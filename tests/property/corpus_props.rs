//! Multiset properties of `Corpus`.

use proptest::prelude::*;
use std::collections::HashMap;
use wordtally::Corpus;

// ============================================================================
// STRATEGIES
// ============================================================================

/// Short words over a tiny alphabet so duplicates actually happen.
fn word_strategy() -> impl Strategy<Value = Vec<u8>> {
    prop::collection::vec(prop::sample::select(vec![0u8, b'a', b'b', 0xff]), 0..4)
}

fn words_strategy() -> impl Strategy<Value = Vec<Vec<u8>>> {
    prop::collection::vec(word_strategy(), 0..40)
}

/// Reference multiset: plain counting.
fn oracle(words: &[Vec<u8>]) -> HashMap<Vec<u8>, u64> {
    let mut counts = HashMap::new();
    for w in words {
        *counts.entry(w.clone()).or_insert(0) += 1;
    }
    counts
}

proptest! {
    #![proptest_config(ProptestConfig::with_cases(500))]

    /// Property: multiplicities match a naive counter.
    #[test]
    fn prop_counts_match_oracle(words in words_strategy()) {
        let corpus: Corpus = words.iter().cloned().collect();
        let expected = oracle(&words);

        prop_assert_eq!(corpus.len(), words.len() as u64);
        prop_assert_eq!(corpus.distinct(), expected.len());
        for (word, count) in &expected {
            prop_assert_eq!(corpus.multiplicity(word), *count);
        }
    }

    /// Property: inserting w bumps only w's multiplicity, by exactly one.
    #[test]
    fn prop_insertion_monotonic(words in words_strategy(), new in word_strategy()) {
        let before: Corpus = words.iter().cloned().collect();
        let mut after = before.clone();
        let returned = after.insert(new.clone());

        prop_assert_eq!(returned, before.multiplicity(&new) + 1);
        prop_assert_eq!(after.multiplicity(&new), before.multiplicity(&new) + 1);
        prop_assert_eq!(after.len(), before.len() + 1);
        for (word, count) in before.counts() {
            if word != new.as_slice() {
                prop_assert_eq!(after.multiplicity(word), count);
            }
        }
    }

    /// Property: iteration order is independent of insertion order.
    #[test]
    fn prop_iteration_is_canonical(words in words_strategy()) {
        let forward: Corpus = words.iter().cloned().collect();
        let backward: Corpus = words.iter().rev().cloned().collect();
        prop_assert_eq!(&forward, &backward);
        prop_assert!(forward.iter().eq(backward.iter()));

        let listed: Vec<&[u8]> = forward.iter().collect();
        let mut sorted = listed.clone();
        sorted.sort();
        prop_assert_eq!(listed, sorted);
    }

    /// Property: the distribution covers every distinct word once, rarest first.
    #[test]
    fn prop_distribution_sorted_and_complete(words in words_strategy()) {
        let corpus: Corpus = words.iter().cloned().collect();
        let rows = corpus.distribution();

        prop_assert_eq!(rows.len(), corpus.distinct());
        prop_assert!(rows.windows(2).all(|w| w[0].count <= w[1].count));
        prop_assert_eq!(rows.iter().map(|r| r.count).sum::<u64>(), corpus.len());
    }
}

## [The problem]
Copying word for word, give each line of the data above from the first one through the line containing "fn prop_counts_match_oracle(words in", and nothing else.

## [Written solution]
filename tests/property/corpus_props.rs
//! Multiset properties of `Corpus`.

use proptest::prelude::*;
use std::collections::HashMap;
use wordtally::Corpus;

// ============================================================================
// STRATEGIES
// ============================================================================

/// Short words over a tiny alphabet so duplicates actually happen.
fn word_strategy() -> impl Strategy<Value = Vec<u8>> {
    prop::collection::vec(prop::sample::select(vec![0u8, b'a', b'b', 0xff]), 0..4)
}

fn words_strategy() -> impl Strategy<Value = Vec<Vec<u8>>> {
    prop::collection::vec(word_strategy(), 0..40)
}

/// Reference multiset: plain counting.
fn oracle(words: &[Vec<u8>]) -> HashMap<Vec<u8>, u64> {
    let mut counts = HashMap::new();
    for w in words {
        *counts.entry(w.clone()).or_insert(0) += 1;
    }
    counts
}

proptest! {
    #![proptest_config(ProptestConfig::with_cases(500))]

    /// Property: multiplicities match a naive counter.
    #[test]
    fn prop_counts_match_oracle(words in words_strategy()) {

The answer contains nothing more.